ECLI:NL:CRVB:2015:4193
Centrale Raad van Beroep
- Hoger beroep
- D.J. van der Vos
- H. van Leeuwen
- P.H. Banda
- Rechtspraak.nl
Beoordeling van de arbeidsongeschiktheid van appellant en de WIA-uitkering door het Uwv
In deze zaak heeft de Centrale Raad van Beroep op 16 november 2015 uitspraak gedaan in hoger beroep over de arbeidsongeschiktheid van appellant en de toekenning van zijn WIA-uitkering. Appellant had in eerste instantie een loongerelateerde WGA-uitkering ontvangen, maar verzocht om herbeoordeling van zijn arbeidsongeschiktheid vanwege verslechterde gezondheid. Het Uwv had de mate van arbeidsongeschiktheid vastgesteld op 45 tot 55% per 9 november 2012, wat appellant betwistte. Hij stelde dat zijn arbeidsongeschiktheid niet correct was beoordeeld en dat hij in aanmerking moest komen voor een IVA-uitkering.
De rechtbank had het beroep van appellant tegen het besluit van het Uwv niet-ontvankelijk verklaard en het beroep tegen het bestreden besluit ongegrond verklaard. In hoger beroep herhaalde appellant zijn standpunt dat het Uwv niet adequaat had gehandeld en dat zijn arbeidsongeschiktheid niet juist was vastgesteld. De Raad oordeelde dat het Uwv op goede gronden de WIA-uitkering van appellant had voortgezet en dat er geen reden was om de mate van arbeidsongeschiktheid te herzien. De Raad bevestigde de uitspraak van de rechtbank en wees het verzoek van appellant om getuigen te horen af, omdat dit niet bijdroeg aan de beslissing.
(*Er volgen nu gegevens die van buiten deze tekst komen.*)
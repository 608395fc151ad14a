//! Per-dataset ranking comparison between two signal sources.
//!
//! Rankings are descending by score. Equal scores are ordered by vocabulary
//! position (then by label for anything outside the vocabulary), so top-k
//! selection is deterministic.
//!
//! Correlations follow the usual tie-aware definitions: Spearman's rho is the
//! Pearson correlation of average ranks and Kendall's tau is the tau-b
//! variant.

use std::cmp::Ordering;
use std::collections::HashSet;

use crate::config::AgreementPolicy;
use crate::constants::agreement::{MIN_SHARED_LABELS, TOP_K};
use crate::data::ScoreMap;
use crate::types::{DatasetId, Score};
use crate::vocabulary::Vocabulary;

/// Agreement between the two sources for one dataset under one policy.
#[derive(Clone, Debug, PartialEq)]
pub struct DatasetComparison {
    pub dataset: DatasetId,
    /// Both sources rank the same label first.
    pub top1_match: bool,
    /// Size of the intersection of the two top-k sets, `0..=TOP_K`.
    pub top_k_overlap: usize,
    /// Labels scored by both sources.
    pub shared_labels: usize,
    /// `None` when either shared score vector is constant.
    pub spearman: Option<f64>,
    /// `None` when either shared score vector is constant.
    pub kendall: Option<f64>,
}

impl DatasetComparison {
    /// True when rank correlations are defined for this dataset.
    pub fn has_correlation(&self) -> bool {
        self.spearman.is_some() && self.kendall.is_some()
    }
}

/// The `n` highest defined scores in `scores`, best first.
pub fn top_n<'a>(scores: &'a ScoreMap, n: usize, vocabulary: &Vocabulary) -> Vec<(&'a str, Score)> {
    let mut ranked: Vec<(&str, Score)> = scores.defined().collect();
    ranked.sort_by(|a, b| {
        b.1.total_cmp(&a.1)
            .then_with(|| tie_break(vocabulary, a.0, b.0))
    });
    ranked.truncate(n);
    ranked
}

fn tie_break(vocabulary: &Vocabulary, left: &str, right: &str) -> Ordering {
    let rank = |label: &str| vocabulary.position(label).unwrap_or(usize::MAX);
    rank(left)
        .cmp(&rank(right))
        .then_with(|| left.cmp(right))
}

/// `scores` as seen by `policy` for `dataset`: own label removed when excluded.
pub fn scores_for_policy(scores: &ScoreMap, dataset: &str, policy: &AgreementPolicy) -> ScoreMap {
    if policy.exclude_self {
        scores.without(dataset)
    } else {
        scores.clone()
    }
}

/// Labels with a defined score in both maps, in `lls` order.
pub fn shared_labels<'a>(lls: &'a ScoreMap, ft: &ScoreMap) -> Vec<&'a str> {
    lls.defined()
        .filter(|(label, _)| ft.get(label).is_some())
        .map(|(label, _)| label)
        .collect()
}

/// Compare the two rankings for `dataset` under `policy`.
///
/// Returns `None` when the dataset is excluded: its preference self-rate
/// reaches the policy ceiling, or fewer than `MIN_SHARED_LABELS` labels are
/// scored by both sources after exclusion.
pub fn compare(
    lls: &ScoreMap,
    ft: &ScoreMap,
    dataset: &str,
    policy: &AgreementPolicy,
    vocabulary: &Vocabulary,
) -> Option<DatasetComparison> {
    if let Some(max_rate) = policy.max_target_rate {
        let target_rate = ft.get(dataset).unwrap_or(0.0);
        if target_rate >= max_rate {
            return None;
        }
    }

    let lls = scores_for_policy(lls, dataset, policy);
    let ft = scores_for_policy(ft, dataset, policy);

    let shared = shared_labels(&lls, &ft);
    if shared.len() < MIN_SHARED_LABELS {
        return None;
    }

    let lls_top = top_n(&lls, TOP_K, vocabulary);
    let ft_top = top_n(&ft, TOP_K, vocabulary);
    let top1_match = matches!(
        (lls_top.first(), ft_top.first()),
        (Some((left, _)), Some((right, _))) if left == right
    );
    let ft_top_set: HashSet<&str> = ft_top.iter().map(|(label, _)| *label).collect();
    let top_k_overlap = lls_top
        .iter()
        .filter(|(label, _)| ft_top_set.contains(label))
        .count();

    let lls_vec: Vec<f64> = shared.iter().filter_map(|label| lls.get(label)).collect();
    let ft_vec: Vec<f64> = shared.iter().filter_map(|label| ft.get(label)).collect();
    let (spearman, kendall) = if is_constant(&lls_vec) || is_constant(&ft_vec) {
        (None, None)
    } else {
        (spearman_rho(&lls_vec, &ft_vec), kendall_tau_b(&lls_vec, &ft_vec))
    };

    Some(DatasetComparison {
        dataset: dataset.to_string(),
        top1_match,
        top_k_overlap,
        shared_labels: shared.len(),
        spearman,
        kendall,
    })
}

fn is_constant(values: &[f64]) -> bool {
    values.windows(2).all(|pair| pair[0] == pair[1])
}

/// 1-based ranks with ties assigned their average rank.
pub fn average_ranks(values: &[f64]) -> Vec<f64> {
    let mut order: Vec<usize> = (0..values.len()).collect();
    order.sort_by(|&a, &b| values[a].total_cmp(&values[b]));

    let mut ranks = vec![0.0; values.len()];
    let mut start = 0;
    while start < order.len() {
        let mut end = start + 1;
        while end < order.len() && values[order[end]] == values[order[start]] {
            end += 1;
        }
        // Positions start..end share the mean of 1-based ranks start+1..=end.
        let average = (start + end + 1) as f64 / 2.0;
        for &idx in &order[start..end] {
            ranks[idx] = average;
        }
        start = end;
    }
    ranks
}

fn pearson(x: &[f64], y: &[f64]) -> Option<f64> {
    let n = x.len() as f64;
    let mean_x = x.iter().sum::<f64>() / n;
    let mean_y = y.iter().sum::<f64>() / n;
    let mut cov = 0.0;
    let mut var_x = 0.0;
    let mut var_y = 0.0;
    for (a, b) in x.iter().zip(y) {
        let dx = a - mean_x;
        let dy = b - mean_y;
        cov += dx * dy;
        var_x += dx * dx;
        var_y += dy * dy;
    }
    let denom = (var_x * var_y).sqrt();
    if denom <= 0.0 || !denom.is_finite() {
        return None;
    }
    Some((cov / denom).clamp(-1.0, 1.0))
}

/// Spearman rank correlation. `None` for mismatched, short, or constant input.
pub fn spearman_rho(x: &[f64], y: &[f64]) -> Option<f64> {
    if x.len() != y.len() || x.len() < 2 {
        return None;
    }
    pearson(&average_ranks(x), &average_ranks(y))
}

/// Kendall tau-b rank correlation. `None` for mismatched, short, or constant input.
pub fn kendall_tau_b(x: &[f64], y: &[f64]) -> Option<f64> {
    let n = x.len();
    if n != y.len() || n < 2 {
        return None;
    }
    let mut concordant = 0i64;
    let mut discordant = 0i64;
    let mut tied_x = 0i64;
    let mut tied_y = 0i64;
    for i in 0..n {
        for j in (i + 1)..n {
            let dx = x[i].total_cmp(&x[j]);
            let dy = y[i].total_cmp(&y[j]);
            match (dx, dy) {
                (Ordering::Equal, Ordering::Equal) => {
                    tied_x += 1;
                    tied_y += 1;
                }
                (Ordering::Equal, _) => tied_x += 1,
                (_, Ordering::Equal) => tied_y += 1,
                _ if dx == dy => concordant += 1,
                _ => discordant += 1,
            }
        }
    }
    let pairs = (n * (n - 1) / 2) as i64;
    let denom = (((pairs - tied_x) * (pairs - tied_y)) as f64).sqrt();
    if denom <= 0.0 {
        return None;
    }
    Some(((concordant - discordant) as f64 / denom).clamp(-1.0, 1.0))
}
//! Markdown report rendering and output.
//!
//! The document carries three metrics tables (one per standard policy)
//! followed by three top-k comparison tables.

use std::fs;
use std::path::Path;

use crate::compare::top_n;
use crate::config::ReportConfig;
use crate::constants::agreement::TOP_K;
use crate::constants::report::UNDEFINED_CELL;
use crate::data::ScoreMap;
use crate::errors::AgreementError;
use crate::matrix::ScoreMatrix;
use crate::metrics::AgreementResult;
use crate::types::{DatasetId, Score};
use crate::vocabulary::Vocabulary;

/// Everything the renderer reads. Borrowed for the duration of one render.
pub struct ReportInputs<'a> {
    pub config: &'a ReportConfig,
    pub vocabulary: &'a Vocabulary,
    pub lls: &'a ScoreMatrix,
    pub ft: &'a ScoreMatrix,
    /// Results for all, exclude-self, and exclude-self-low-target, in that order.
    pub results: &'a [AgreementResult; 3],
}

/// Render the full markdown report.
pub fn render_report(inputs: &ReportInputs<'_>) -> String {
    let ReportInputs {
        config,
        vocabulary,
        lls,
        ft,
        results,
    } = *inputs;
    let [all, excl, excl_low] = results;
    let n = vocabulary.len();
    let threshold = format_percent(config.max_target_rate, 0);
    let low_names = excl_low
        .included_datasets
        .iter()
        .map(|dataset| capitalize(dataset))
        .collect::<Vec<_>>()
        .join(", ");

    let mut md = String::new();
    md.push_str(&format!("# LLS vs Finetuning: Top-{TOP_K} Animal Comparison\n\n"));
    md.push_str(&format!("**Model:** {}  \n", config.model));
    md.push_str(&format!("**LLS source:** `{}`  \n", config.lls_artifact));
    md.push_str(&format!("**Finetuning source:** `{}`\n\n", config.ft_artifact));
    md.push_str(&format!(
        "For each of the {n} animal datasets, we extract the top-{TOP_K} animals ranked by\n\
         mean LLS (which system prompt increases log-likelihood most on that dataset)\n\
         and by finetuning preference rate (which animal the model says is its favorite\n\
         after finetuning on that dataset, epoch {}, run {}).\n\n",
        config.epoch, config.run
    ));

    md.push_str("## Correlation Metrics\n\n");
    md.push_str(&metrics_table(&format!("All {n} animals"), all));
    md.push_str(&metrics_table(
        &format!("Excluding target animal ({} animals)", n.saturating_sub(1)),
        excl,
    ));
    md.push_str(&metrics_table(
        &format!(
            "Excluding target, FT target rate <{threshold} ({} datasets: {low_names})",
            excl_low.n_datasets
        ),
        excl_low,
    ));
    md.push_str("---\n\n");

    md.push_str(&format!("## Top-{TOP_K} Tables\n\n"));
    md.push_str("### All animals\n\n");
    md.push_str(&top_k_table(lls, ft, vocabulary, false, None));
    md.push_str("\n### Excluding target animal\n\n");
    md.push_str(&top_k_table(lls, ft, vocabulary, true, None));
    md.push_str(&format!(
        "\n### Excluding target, FT target rate <{threshold}\n\n"
    ));
    md.push_str(&top_k_table(
        lls,
        ft,
        vocabulary,
        true,
        Some(&excl_low.included_datasets),
    ));
    md
}

/// Write `content` to `path`, creating the parent directory if needed.
pub fn write_report(path: &Path, content: &str) -> Result<(), AgreementError> {
    let unwritable = |source| AgreementError::OutputUnwritable {
        path: path.to_path_buf(),
        source,
    };
    if let Some(parent) = path.parent().filter(|parent| !parent.as_os_str().is_empty()) {
        fs::create_dir_all(parent).map_err(unwritable)?;
    }
    fs::write(path, content).map_err(unwritable)
}

/// One policy's metrics as a two-column markdown table under a `###` heading.
pub fn metrics_table(label: &str, result: &AgreementResult) -> String {
    let mut md = format!("### {label}\n\n");
    md.push_str("| Metric | Value |\n");
    md.push_str("|--------|-------|\n");
    md.push_str(&format!(
        "| Top-1 match rate | {} ({}/{}) |\n",
        format_percent(result.top1_match_rate, 1),
        result.top1_matches,
        result.n_datasets
    ));
    md.push_str(&format!(
        "| Mean top-{TOP_K} overlap | {:.2} / {TOP_K} |\n",
        result.mean_top_k_overlap
    ));
    md.push_str(&format!(
        "| Mean Spearman rho | {} (n={}) |\n",
        format_statistic(result.mean_spearman),
        result.n_corr_datasets
    ));
    md.push_str(&format!(
        "| Mean Kendall tau | {} (n={}) |\n\n",
        format_statistic(result.mean_kendall),
        result.n_corr_datasets
    ));
    md
}

/// Per-dataset top-k labels from both sources.
///
/// `only` restricts and orders the rows; otherwise every vocabulary dataset
/// is listed, with empty cells where a source has no data.
pub fn top_k_table(
    lls: &ScoreMatrix,
    ft: &ScoreMatrix,
    vocabulary: &Vocabulary,
    exclude_self: bool,
    only: Option<&[DatasetId]>,
) -> String {
    let mut md = format!("| Dataset | LLS Top {TOP_K} | Finetuning Top {TOP_K} |\n");
    md.push_str("|---------|-----------|------------------|\n");
    let datasets: Vec<&str> = match only {
        Some(datasets) => datasets.iter().map(String::as_str).collect(),
        None => vocabulary.iter().collect(),
    };
    let empty = ScoreMap::new();
    for dataset in datasets {
        let mut lls_scores = lls.get(dataset).unwrap_or(&empty).clone();
        let mut ft_scores = ft.get(dataset).unwrap_or(&empty).clone();
        if exclude_self {
            lls_scores = lls_scores.without(dataset);
            ft_scores = ft_scores.without(dataset);
        }
        md.push_str(&format!(
            "| {} ({}) | {} | {} |\n",
            capitalize(dataset),
            format_percent(ft.self_score(dataset), 0),
            format_top_k(&top_n(&lls_scores, TOP_K, vocabulary), false),
            format_top_k(&top_n(&ft_scores, TOP_K, vocabulary), true),
        ));
    }
    md
}

/// `Label (score)` pairs joined by commas; rates render as percentages.
pub fn format_top_k(items: &[(&str, Score)], as_percent: bool) -> String {
    items
        .iter()
        .map(|(label, score)| {
            let value = if as_percent {
                format_percent(*score, 1)
            } else {
                format!("{score:.4}")
            };
            format!("{} ({value})", capitalize(label))
        })
        .collect::<Vec<_>>()
        .join(", ")
}

/// `0.4123` -> `41.2%` with `decimals = 1`.
pub fn format_percent(value: f64, decimals: usize) -> String {
    format!("{:.*}%", decimals, value * 100.0)
}

fn format_statistic(value: Option<f64>) -> String {
    match value {
        Some(value) => format!("{value:.4}"),
        None => UNDEFINED_CELL.to_string(),
    }
}

/// Uppercase the first character: `lion` -> `Lion`.
pub fn capitalize(label: &str) -> String {
    let mut chars = label.chars();
    match chars.next() {
        Some(first) => first.to_uppercase().chain(chars).collect(),
        None => String::new(),
    }
}

#[cfg(test)]
mod tests {
    use super::*;
    use crate::config::AgreementPolicy;
    use crate::metrics::summarize;
    use tempfile::tempdir;

    #[test]
    fn formatting_helpers_are_stable() {
        assert_eq!(format_percent(0.4123, 1), "41.2%");
        assert_eq!(format_percent(0.6, 0), "60%");
        assert_eq!(capitalize("lion"), "Lion");
        assert_eq!(capitalize(""), "");
        assert_eq!(
            format_top_k(&[("lion", 0.12346), ("cat", -1.0)], false),
            "Lion (0.1235), Cat (-1.0000)"
        );
        assert_eq!(format_top_k(&[("dog", 0.25)], true), "Dog (25.0%)");
        assert_eq!(format_statistic(None), "n/a");
    }

    #[test]
    fn metrics_table_renders_counts_and_undefined_means() {
        let result = summarize(AgreementPolicy::all(), Vec::new());
        let table = metrics_table("Empty", &result);
        assert!(table.starts_with("### Empty\n\n| Metric | Value |"));
        assert!(table.contains("| Top-1 match rate | 0.0% (0/0) |"));
        assert!(table.contains("| Mean top-3 overlap | 0.00 / 3 |"));
        assert!(table.contains("| Mean Spearman rho | n/a (n=0) |"));
    }

    #[test]
    fn top_k_table_lists_rows_with_target_rate() {
        let vocab = Vocabulary::new(["cat", "dog", "fox", "owl"]).unwrap();
        let mut lls = ScoreMatrix::new("lls");
        lls.insert(
            "cat",
            [("cat", Some(0.5)), ("dog", Some(0.3)), ("fox", Some(0.1)), ("owl", None)]
                .into_iter()
                .collect(),
        );
        let mut ft = ScoreMatrix::new("ft");
        ft.insert(
            "cat",
            [("cat", Some(0.7)), ("dog", Some(0.2)), ("fox", Some(0.1)), ("owl", Some(0.0))]
                .into_iter()
                .collect(),
        );
        let only = vec!["cat".to_string()];
        let table = top_k_table(&lls, &ft, &vocab, true, Some(&only));
        let rows: Vec<&str> = table.lines().collect();
        assert_eq!(rows.len(), 3);
        assert_eq!(
            rows[2],
            "| Cat (70%) | Dog (0.3000), Fox (0.1000) | Dog (20.0%), Fox (10.0%), Owl (0.0%) |"
        );

        let full = top_k_table(&lls, &ft, &vocab, false, None);
        assert_eq!(full.lines().count(), 2 + vocab.len());
        assert!(full.contains("| Owl (0%) |  |  |"));
    }

    #[test]
    fn write_report_creates_parent_directories() {
        let temp = tempdir().unwrap();
        let path = temp.path().join("reports").join("nested").join("out.md");
        write_report(&path, "# hi\n").unwrap();
        assert_eq!(fs::read_to_string(&path).unwrap(), "# hi\n");
    }

    #[test]
    fn write_report_fails_when_parent_is_a_file() {
        let temp = tempdir().unwrap();
        let blocker = temp.path().join("blocker");
        fs::write(&blocker, "").unwrap();
        let err = write_report(&blocker.join("out.md"), "x").unwrap_err();
        assert!(matches!(err, AgreementError::OutputUnwritable { .. }));
    }
}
De Raad concludeerde dat de verzekeringsartsen zorgvuldig hadden gehandeld en dat de vaststelling van de arbeidsongeschiktheid door het Uwv de rechterlijke toets kon doorstaan. De uitspraak bevestigde dat appellant niet volledig arbeidsongeschikt was en dat de IVA-beoordeling niet aan de orde was. De beslissing van de Raad werd openbaar uitgesproken op 16 november 2015.